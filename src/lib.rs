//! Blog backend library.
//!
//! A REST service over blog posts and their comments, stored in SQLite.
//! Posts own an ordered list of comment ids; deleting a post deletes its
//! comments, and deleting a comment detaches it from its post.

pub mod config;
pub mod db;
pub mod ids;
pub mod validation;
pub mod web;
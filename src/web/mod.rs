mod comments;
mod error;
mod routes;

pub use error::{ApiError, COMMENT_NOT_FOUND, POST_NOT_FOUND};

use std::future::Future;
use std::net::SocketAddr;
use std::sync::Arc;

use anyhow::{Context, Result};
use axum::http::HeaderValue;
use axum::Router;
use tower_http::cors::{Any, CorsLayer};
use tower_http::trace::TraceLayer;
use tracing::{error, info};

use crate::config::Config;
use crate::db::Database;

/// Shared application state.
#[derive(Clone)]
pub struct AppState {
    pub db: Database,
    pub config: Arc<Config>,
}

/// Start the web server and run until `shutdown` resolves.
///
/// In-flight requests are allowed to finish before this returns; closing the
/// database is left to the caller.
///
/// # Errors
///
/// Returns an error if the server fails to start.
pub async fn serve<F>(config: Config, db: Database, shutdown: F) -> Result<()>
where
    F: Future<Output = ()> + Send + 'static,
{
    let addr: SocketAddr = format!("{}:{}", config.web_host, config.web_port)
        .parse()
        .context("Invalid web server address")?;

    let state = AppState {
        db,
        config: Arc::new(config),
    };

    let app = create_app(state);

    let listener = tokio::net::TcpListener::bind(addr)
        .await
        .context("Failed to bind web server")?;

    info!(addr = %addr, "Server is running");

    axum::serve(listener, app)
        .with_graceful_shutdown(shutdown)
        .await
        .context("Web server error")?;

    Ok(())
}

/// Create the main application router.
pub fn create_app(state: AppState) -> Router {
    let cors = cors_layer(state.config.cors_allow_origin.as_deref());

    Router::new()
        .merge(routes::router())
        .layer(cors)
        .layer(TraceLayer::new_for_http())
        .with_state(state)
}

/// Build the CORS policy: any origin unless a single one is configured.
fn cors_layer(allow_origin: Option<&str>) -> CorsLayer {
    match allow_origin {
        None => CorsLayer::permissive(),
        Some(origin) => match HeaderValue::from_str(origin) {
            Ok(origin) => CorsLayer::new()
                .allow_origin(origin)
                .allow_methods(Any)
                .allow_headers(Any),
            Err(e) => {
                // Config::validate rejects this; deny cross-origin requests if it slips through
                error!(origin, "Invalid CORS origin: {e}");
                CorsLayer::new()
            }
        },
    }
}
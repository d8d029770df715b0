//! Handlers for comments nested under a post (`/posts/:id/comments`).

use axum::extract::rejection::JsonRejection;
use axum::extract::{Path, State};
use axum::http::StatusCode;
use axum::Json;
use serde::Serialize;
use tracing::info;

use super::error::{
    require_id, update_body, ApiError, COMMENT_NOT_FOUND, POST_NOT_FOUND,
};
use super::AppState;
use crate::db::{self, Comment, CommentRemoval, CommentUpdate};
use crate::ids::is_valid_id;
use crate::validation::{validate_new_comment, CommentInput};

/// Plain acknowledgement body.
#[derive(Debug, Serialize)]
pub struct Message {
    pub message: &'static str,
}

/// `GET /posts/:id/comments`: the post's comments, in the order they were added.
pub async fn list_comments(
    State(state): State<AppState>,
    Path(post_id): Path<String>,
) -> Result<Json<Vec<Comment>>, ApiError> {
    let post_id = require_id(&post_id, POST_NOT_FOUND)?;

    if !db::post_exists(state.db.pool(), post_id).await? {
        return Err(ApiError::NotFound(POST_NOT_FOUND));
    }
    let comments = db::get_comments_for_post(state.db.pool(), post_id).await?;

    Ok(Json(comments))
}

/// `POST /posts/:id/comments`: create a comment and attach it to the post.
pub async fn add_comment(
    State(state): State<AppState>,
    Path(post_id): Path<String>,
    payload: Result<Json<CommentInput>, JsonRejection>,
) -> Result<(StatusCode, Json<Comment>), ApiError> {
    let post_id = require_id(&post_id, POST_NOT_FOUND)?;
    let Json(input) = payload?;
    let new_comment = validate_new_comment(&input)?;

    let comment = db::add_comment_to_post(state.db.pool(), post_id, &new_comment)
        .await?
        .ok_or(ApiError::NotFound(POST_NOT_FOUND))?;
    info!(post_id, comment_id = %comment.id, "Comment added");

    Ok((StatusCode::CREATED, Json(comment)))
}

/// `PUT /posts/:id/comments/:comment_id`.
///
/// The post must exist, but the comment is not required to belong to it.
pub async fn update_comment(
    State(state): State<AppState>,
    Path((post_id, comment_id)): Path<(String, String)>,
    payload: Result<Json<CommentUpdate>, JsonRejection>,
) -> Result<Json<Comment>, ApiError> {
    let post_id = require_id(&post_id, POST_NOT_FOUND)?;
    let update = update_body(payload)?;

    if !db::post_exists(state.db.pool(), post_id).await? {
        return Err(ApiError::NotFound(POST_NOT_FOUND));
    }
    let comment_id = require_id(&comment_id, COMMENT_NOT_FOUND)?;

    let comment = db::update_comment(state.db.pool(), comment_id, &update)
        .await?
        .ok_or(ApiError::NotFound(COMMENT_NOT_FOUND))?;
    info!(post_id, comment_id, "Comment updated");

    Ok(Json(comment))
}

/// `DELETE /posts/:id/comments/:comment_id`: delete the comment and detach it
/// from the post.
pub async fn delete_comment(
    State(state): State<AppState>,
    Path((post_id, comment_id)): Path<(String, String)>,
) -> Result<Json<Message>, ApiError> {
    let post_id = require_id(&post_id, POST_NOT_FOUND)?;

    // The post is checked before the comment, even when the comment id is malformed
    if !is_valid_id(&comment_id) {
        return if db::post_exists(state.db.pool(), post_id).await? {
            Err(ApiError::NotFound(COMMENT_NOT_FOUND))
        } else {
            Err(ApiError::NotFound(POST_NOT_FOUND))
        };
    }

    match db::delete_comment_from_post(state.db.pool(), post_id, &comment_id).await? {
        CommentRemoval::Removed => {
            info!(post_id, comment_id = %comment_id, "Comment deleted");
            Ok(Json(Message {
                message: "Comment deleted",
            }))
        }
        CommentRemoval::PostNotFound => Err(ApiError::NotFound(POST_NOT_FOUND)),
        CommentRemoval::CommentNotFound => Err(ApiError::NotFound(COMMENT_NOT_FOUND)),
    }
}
+++++
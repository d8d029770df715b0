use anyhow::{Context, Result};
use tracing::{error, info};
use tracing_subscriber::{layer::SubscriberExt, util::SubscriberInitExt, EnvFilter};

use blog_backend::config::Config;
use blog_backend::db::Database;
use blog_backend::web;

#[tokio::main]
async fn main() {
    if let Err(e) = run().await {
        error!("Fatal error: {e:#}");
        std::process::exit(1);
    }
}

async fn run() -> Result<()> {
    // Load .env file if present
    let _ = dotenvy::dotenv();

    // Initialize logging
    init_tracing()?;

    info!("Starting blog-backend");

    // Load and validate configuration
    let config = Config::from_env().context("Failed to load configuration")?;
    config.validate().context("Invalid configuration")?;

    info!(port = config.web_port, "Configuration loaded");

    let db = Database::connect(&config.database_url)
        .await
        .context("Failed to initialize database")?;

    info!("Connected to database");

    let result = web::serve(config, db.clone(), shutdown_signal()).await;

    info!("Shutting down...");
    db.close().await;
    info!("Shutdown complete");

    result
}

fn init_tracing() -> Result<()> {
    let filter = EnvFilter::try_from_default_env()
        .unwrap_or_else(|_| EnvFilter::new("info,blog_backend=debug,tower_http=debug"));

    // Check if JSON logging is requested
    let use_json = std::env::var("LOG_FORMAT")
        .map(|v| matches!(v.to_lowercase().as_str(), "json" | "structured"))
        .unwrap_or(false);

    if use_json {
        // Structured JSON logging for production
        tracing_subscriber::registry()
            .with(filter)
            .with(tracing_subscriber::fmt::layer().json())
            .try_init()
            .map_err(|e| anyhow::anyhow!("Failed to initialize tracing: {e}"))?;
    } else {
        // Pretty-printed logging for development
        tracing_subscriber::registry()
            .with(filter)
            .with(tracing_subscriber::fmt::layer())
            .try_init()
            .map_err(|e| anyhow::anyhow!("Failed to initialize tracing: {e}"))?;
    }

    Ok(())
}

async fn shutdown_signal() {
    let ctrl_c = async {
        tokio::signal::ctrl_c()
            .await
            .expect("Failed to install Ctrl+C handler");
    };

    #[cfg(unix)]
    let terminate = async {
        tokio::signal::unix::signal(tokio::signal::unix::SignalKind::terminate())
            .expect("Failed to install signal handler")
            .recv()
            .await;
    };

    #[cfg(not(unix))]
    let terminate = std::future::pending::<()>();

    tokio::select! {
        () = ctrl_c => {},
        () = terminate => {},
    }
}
+++++
§ **EXERCISE INSTRUCTIONS**:
Above are the records. How many of their lines hold "unix"? Answer with the number alone.

§ **WRITTEN SOLUTION**:
3